Во-первых, сельскохозяйственная коммуна, в которой обобществляются все средства производства (постройки, мелкий инвентарь, скот), в том числе и земля. Потребление и бытовое обслуживание членов коммуны полностью базируется на общественном хозяйстве. Распределение уравнительное: не по труду, а по едокам. Члены коммуны не имеют своего личного подсобного хозяйства.
Вторая форма — сельскохозяйственная артель, в которой общие земля, труд и основные средства производства — рабочий и продуктивный скот, техника, оборудование, хозяйственные постройки. В личной собственности крестьян остаются жилой дом и подсобное хозяйство (в том числе продуктивный скот), размеры которого ограничиваются уставом артели. Доходы распределяются по количеству и качеству труда (по трудодням).
Есть и третья — Товарищества по совместной обработке земли. Вполне возможно, что выход в массовом создании ТОЗов уже сейчас. В свое время именно они стали переходной формой к колхозам в их сталинском виде. Эта форма коллективного хозяйства, предполагающая добровольное обобществление земли и труда при сохранении личной собственности на некоторые средства производства. В ТОЗах общественными являются только машины и орудия, приобретённые на доходы товарищества. Рабочий скот и инвентарь, принадлежащие крестьянам, объединяются с согласия их владельцев лишь на период выполнения сельскохозяйственных работ. Доходы распределяются по количеству и качеству труда, вложенного в общественное хозяйство и зависят от внесенной доли средств производства, предоставленных для совместного использования, а иногда с учетом едоков.
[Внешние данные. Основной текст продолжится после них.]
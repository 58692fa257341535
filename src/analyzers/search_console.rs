//! Search Console ownership verification signals.

use crate::audit_engine::audit_types::SearchConsoleData;
use crate::utils::constants::SEARCH_CONSOLE_TXT_MARKER;
use crate::utils::verification_domain;

use super::dns_cache::DnsTxtCache;

/// Detect verification through the page meta tag and the domain's TXT
/// records. The HTML-file method is never probed, so `has_html_file` is
/// always false.
pub async fn detect_search_console(
    url: &str,
    meta_tag_content: Option<&str>,
    dns: &DnsTxtCache,
) -> SearchConsoleData {
    let meta_tag_content = meta_tag_content
        .map(str::trim)
        .filter(|c| !c.is_empty())
        .map(str::to_string);

    let dns_txt_content = match verification_domain(url) {
        Ok(domain) => find_verification_record(&dns.txt_records(&domain).await),
        Err(e) => {
            log::debug!("Skipping TXT verification for {url}: {e}");
            None
        }
    };

    SearchConsoleData {
        has_meta_tag: meta_tag_content.is_some(),
        meta_tag_content,
        has_html_file: false,
        has_dns_txt: dns_txt_content.is_some(),
        dns_txt_content,
    }
}

/// First TXT value carrying the verification marker, case-insensitively.
#[must_use]
pub fn find_verification_record(records: &[String]) -> Option<String> {
    records
        .iter()
        .find(|record| {
            record
                .to_ascii_lowercase()
                .contains(SEARCH_CONSOLE_TXT_MARKER)
        })
        .cloned()
}

#[cfg(test)]
mod tests {
    use super::*;

    #[test]
    fn marker_match_ignores_case() {
        let records = vec![
            "v=spf1 include:_spf.google.com ~all".to_string(),
            "Google-Site-Verification=abc123".to_string(),
        ];
        assert_eq!(
            find_verification_record(&records).as_deref(),
            Some("Google-Site-Verification=abc123")
        );
        assert_eq!(find_verification_record(&records[..1]), None);
    }
}
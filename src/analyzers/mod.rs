//! Leaf analyzers run by each page task.
//!
//! `seo` and `analytics` are pure; `links`, `search_console` and
//! `accessibility` perform I/O and degrade to empty output on failure.

pub mod accessibility;
pub mod analytics;
pub mod dns_cache;
pub mod links;
pub mod search_console;
pub mod seo;

pub use accessibility::{load_engine_script, run_accessibility_audit};
pub use analytics::{detect_comprehensive, detect_page};
pub use dns_cache::{DnsTxtCache, HickoryTxtResolver, TxtLookupFuture, TxtResolver};
pub use links::{LinkCheckReport, LinkChecker, http_client};
pub use search_console::{detect_search_console, find_verification_record};
pub use seo::analyze_seo;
Коммуна — утопия, делать ставку на которую равносильно самоубийству. Артели в меньшей степени отвечают собственническому духу крестьян, нежели ТОЗы, по образцу которых и создавались колхозы.
«Уже сейчас необходимо готовить переход к продналогу и делать упор на Товарищества. Чем раньше начнем, тем проще станет потом. — Я прошелся по салону в глубочайшей задумчивости. В предыдущей истории получилось не то что плохо — ужасно. — ТОЗы — это хорошо, но кто и как их станет организовывать?»